_Records provided_
..............................
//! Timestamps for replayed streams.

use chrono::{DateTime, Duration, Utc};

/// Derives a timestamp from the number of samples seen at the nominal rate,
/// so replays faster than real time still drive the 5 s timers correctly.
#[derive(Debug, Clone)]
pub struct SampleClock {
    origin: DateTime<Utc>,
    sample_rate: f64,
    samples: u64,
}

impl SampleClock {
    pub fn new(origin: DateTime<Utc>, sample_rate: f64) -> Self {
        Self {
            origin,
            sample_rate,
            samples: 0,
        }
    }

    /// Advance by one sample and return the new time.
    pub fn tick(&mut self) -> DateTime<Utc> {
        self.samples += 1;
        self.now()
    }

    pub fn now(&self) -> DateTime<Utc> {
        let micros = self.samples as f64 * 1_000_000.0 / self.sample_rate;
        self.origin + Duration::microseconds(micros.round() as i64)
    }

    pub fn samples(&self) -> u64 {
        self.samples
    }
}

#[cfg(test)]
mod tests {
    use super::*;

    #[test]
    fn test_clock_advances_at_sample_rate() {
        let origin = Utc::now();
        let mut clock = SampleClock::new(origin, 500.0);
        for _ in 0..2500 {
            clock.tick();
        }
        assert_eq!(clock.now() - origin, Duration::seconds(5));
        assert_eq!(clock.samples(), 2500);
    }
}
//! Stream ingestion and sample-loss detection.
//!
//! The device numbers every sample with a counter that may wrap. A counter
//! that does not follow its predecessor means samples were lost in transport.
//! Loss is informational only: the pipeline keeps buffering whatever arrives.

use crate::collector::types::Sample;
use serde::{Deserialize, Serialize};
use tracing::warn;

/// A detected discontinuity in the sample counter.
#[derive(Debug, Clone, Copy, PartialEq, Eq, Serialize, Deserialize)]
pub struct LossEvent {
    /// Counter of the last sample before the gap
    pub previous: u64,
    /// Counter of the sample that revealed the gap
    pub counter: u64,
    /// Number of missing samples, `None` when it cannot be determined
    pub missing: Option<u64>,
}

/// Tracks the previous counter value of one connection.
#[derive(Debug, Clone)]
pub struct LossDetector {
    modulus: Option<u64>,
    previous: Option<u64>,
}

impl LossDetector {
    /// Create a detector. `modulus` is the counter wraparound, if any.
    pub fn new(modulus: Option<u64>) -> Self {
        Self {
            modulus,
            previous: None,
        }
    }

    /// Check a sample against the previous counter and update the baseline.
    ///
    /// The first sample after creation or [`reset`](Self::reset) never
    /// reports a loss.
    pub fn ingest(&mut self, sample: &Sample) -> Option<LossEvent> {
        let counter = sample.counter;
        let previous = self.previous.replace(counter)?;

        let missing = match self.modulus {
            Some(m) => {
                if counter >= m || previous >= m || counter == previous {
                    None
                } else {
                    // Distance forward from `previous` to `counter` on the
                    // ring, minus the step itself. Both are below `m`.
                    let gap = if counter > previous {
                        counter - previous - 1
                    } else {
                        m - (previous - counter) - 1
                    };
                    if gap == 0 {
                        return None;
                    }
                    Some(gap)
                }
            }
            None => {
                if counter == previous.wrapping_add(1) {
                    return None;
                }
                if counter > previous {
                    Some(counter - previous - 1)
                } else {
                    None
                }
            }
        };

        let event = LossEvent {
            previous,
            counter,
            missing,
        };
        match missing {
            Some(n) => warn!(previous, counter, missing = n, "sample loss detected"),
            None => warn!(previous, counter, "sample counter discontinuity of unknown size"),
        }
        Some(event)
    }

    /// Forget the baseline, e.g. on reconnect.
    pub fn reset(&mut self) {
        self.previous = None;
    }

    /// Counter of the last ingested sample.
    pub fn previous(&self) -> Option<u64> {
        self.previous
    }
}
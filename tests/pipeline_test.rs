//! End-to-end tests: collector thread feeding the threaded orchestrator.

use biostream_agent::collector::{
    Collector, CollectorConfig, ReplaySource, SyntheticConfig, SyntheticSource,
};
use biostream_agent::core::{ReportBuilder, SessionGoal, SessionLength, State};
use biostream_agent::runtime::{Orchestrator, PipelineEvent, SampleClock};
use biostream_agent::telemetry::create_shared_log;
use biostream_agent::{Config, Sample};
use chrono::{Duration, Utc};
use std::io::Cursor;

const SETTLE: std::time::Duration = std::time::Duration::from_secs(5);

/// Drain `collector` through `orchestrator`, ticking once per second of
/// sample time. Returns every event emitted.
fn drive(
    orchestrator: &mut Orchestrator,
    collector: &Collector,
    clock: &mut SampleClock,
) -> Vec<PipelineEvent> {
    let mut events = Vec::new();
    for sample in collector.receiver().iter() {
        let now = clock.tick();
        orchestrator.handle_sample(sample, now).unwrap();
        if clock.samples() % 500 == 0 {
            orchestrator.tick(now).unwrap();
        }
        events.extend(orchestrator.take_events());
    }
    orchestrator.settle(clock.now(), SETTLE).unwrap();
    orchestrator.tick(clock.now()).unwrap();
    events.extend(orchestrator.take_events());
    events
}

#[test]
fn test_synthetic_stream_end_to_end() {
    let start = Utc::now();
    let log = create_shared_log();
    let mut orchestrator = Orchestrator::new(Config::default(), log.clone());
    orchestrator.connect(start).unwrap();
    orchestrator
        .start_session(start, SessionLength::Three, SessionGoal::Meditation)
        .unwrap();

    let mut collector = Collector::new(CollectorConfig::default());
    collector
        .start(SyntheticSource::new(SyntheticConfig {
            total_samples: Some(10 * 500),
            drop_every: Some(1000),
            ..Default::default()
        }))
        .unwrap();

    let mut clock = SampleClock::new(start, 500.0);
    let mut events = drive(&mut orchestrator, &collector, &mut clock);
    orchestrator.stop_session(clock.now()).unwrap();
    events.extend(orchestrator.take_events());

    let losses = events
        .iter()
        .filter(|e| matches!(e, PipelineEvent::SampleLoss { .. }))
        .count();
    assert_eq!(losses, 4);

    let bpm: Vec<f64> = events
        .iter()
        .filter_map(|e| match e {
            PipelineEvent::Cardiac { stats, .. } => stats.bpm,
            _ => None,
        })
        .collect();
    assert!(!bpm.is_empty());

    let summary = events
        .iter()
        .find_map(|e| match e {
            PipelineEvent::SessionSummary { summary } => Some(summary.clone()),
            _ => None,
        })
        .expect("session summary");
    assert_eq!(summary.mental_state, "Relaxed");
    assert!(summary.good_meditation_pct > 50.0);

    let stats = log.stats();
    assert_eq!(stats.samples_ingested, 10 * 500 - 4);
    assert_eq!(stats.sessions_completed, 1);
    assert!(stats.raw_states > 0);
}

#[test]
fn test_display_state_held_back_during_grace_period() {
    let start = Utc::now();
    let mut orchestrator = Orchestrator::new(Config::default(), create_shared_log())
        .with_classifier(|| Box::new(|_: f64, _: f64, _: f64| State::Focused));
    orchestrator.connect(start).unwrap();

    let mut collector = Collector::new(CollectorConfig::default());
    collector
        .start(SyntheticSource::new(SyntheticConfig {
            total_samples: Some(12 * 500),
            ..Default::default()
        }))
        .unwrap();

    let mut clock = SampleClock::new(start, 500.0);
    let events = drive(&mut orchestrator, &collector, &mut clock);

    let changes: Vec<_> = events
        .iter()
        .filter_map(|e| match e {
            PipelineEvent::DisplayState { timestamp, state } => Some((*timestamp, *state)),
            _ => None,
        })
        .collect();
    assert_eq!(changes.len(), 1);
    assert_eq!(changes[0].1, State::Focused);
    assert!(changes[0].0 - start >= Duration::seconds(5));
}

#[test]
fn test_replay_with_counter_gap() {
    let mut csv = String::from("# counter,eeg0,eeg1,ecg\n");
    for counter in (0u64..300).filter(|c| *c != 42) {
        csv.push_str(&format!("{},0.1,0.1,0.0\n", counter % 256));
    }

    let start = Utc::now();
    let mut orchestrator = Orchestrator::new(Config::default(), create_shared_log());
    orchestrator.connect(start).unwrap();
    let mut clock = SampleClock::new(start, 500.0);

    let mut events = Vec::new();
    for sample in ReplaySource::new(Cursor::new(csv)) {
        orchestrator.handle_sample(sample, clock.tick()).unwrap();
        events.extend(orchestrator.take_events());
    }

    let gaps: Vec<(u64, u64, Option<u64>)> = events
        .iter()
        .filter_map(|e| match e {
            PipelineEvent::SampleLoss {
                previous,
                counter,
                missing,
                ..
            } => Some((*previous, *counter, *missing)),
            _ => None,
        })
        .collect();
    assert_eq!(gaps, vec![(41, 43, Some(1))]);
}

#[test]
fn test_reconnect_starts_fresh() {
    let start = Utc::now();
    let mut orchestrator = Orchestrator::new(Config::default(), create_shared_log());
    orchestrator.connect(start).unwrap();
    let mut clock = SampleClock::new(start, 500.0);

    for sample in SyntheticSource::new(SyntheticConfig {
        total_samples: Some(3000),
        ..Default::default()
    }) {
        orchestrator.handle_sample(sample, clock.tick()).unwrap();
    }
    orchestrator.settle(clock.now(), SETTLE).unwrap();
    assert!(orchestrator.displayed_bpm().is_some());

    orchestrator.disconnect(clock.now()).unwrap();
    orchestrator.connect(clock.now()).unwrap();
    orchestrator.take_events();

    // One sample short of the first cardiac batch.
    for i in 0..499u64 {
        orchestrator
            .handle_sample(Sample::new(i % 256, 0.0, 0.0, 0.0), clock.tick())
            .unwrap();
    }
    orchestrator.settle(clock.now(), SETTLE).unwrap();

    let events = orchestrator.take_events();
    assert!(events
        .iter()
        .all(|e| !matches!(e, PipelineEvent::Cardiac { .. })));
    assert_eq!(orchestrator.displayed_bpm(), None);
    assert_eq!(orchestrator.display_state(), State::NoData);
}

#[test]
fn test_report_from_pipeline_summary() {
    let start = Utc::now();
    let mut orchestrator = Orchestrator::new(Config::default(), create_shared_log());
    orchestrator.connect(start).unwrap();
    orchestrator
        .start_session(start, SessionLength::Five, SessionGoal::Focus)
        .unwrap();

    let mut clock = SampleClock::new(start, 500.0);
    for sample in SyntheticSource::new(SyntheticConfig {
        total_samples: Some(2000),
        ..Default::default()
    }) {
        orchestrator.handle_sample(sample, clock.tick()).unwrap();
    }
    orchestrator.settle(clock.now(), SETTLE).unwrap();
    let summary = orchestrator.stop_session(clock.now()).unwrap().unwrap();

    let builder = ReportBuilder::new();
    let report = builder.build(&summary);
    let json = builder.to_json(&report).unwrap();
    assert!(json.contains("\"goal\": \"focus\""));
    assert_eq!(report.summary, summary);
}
..............................
_Exercise_
Where a line in the records above contains the word "json", include it in the count; state the total and nothing more.

_Written solution_
2